▶ [Assignment] The required lines are those that contain "tick"; pull them out of the data and copy them.

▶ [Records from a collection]

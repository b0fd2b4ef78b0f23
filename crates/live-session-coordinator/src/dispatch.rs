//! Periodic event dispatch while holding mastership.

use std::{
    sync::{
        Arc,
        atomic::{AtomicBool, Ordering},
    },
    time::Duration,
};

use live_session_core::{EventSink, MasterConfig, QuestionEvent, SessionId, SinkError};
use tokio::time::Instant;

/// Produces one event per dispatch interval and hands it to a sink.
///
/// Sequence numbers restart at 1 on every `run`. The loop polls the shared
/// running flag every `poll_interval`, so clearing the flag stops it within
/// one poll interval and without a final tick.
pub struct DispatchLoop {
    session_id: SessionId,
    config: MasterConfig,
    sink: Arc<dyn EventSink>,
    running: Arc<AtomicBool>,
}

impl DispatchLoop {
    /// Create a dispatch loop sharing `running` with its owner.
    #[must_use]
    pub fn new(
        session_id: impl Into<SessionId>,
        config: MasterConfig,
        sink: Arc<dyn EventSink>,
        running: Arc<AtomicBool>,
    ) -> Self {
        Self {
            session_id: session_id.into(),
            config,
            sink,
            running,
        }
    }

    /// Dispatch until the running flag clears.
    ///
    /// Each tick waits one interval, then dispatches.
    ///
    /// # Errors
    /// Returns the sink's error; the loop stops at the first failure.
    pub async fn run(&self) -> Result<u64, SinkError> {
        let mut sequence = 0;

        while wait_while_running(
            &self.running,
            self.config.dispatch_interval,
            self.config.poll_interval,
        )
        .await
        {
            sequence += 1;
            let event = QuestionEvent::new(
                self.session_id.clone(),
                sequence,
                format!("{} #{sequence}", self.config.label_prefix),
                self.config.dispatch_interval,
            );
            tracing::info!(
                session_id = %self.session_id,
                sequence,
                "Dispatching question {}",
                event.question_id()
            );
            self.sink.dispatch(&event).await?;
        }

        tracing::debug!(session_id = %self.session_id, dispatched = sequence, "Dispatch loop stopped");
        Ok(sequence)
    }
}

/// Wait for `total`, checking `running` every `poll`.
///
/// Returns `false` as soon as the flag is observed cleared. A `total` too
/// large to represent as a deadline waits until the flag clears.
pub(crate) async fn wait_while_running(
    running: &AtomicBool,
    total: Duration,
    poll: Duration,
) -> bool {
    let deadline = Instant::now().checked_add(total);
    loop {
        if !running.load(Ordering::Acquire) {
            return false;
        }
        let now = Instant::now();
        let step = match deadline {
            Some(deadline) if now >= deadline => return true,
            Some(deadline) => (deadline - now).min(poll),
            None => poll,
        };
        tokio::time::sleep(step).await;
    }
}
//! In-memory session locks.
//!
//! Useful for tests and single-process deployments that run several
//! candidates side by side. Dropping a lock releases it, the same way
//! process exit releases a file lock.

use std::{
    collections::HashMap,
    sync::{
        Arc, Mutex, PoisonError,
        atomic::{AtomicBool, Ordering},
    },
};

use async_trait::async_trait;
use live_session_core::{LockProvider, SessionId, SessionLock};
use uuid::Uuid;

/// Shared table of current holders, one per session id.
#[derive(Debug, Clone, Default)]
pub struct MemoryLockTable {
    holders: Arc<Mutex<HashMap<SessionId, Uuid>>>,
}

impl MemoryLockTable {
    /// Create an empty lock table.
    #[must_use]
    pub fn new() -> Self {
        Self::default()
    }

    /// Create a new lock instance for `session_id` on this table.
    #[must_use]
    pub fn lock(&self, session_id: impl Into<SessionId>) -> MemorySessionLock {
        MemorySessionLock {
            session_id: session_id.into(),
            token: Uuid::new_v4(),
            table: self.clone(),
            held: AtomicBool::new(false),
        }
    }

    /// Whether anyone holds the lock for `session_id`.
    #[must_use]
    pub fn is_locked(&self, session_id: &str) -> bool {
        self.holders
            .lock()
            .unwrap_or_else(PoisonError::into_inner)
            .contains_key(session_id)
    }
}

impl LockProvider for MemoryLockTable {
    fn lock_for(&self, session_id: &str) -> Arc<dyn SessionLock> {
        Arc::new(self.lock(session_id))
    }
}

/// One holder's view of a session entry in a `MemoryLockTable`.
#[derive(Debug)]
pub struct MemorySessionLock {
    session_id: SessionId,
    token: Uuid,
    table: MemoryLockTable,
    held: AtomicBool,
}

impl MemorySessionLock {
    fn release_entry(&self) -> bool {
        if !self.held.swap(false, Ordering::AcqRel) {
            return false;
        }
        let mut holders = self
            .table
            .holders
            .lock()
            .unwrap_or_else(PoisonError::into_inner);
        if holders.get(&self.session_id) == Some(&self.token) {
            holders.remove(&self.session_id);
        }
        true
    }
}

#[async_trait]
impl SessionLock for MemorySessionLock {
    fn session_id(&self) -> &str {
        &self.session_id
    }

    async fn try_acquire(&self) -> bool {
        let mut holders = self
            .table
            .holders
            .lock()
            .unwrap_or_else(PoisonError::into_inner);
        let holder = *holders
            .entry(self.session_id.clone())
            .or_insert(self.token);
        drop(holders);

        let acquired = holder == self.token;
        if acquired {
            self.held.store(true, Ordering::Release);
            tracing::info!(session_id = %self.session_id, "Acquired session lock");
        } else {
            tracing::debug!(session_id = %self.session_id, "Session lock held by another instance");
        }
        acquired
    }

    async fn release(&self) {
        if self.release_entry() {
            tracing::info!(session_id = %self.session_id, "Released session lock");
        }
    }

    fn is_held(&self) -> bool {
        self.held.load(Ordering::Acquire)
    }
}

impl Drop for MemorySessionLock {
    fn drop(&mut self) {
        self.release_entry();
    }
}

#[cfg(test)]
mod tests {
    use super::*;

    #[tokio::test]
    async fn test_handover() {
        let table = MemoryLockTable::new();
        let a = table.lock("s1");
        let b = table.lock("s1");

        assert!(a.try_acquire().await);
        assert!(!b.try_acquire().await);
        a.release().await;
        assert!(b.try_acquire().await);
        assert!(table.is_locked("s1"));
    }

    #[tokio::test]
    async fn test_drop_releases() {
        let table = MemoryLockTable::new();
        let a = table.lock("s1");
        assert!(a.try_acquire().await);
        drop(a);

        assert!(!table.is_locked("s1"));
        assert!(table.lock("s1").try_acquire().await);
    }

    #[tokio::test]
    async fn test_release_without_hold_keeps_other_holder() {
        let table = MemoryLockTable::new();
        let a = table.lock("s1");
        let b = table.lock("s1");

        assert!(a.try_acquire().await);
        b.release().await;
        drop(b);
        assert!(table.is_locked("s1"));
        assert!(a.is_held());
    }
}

▶ [Task output]
/// one poll interval and without a final tick.
    /// Each tick waits one interval, then dispatches.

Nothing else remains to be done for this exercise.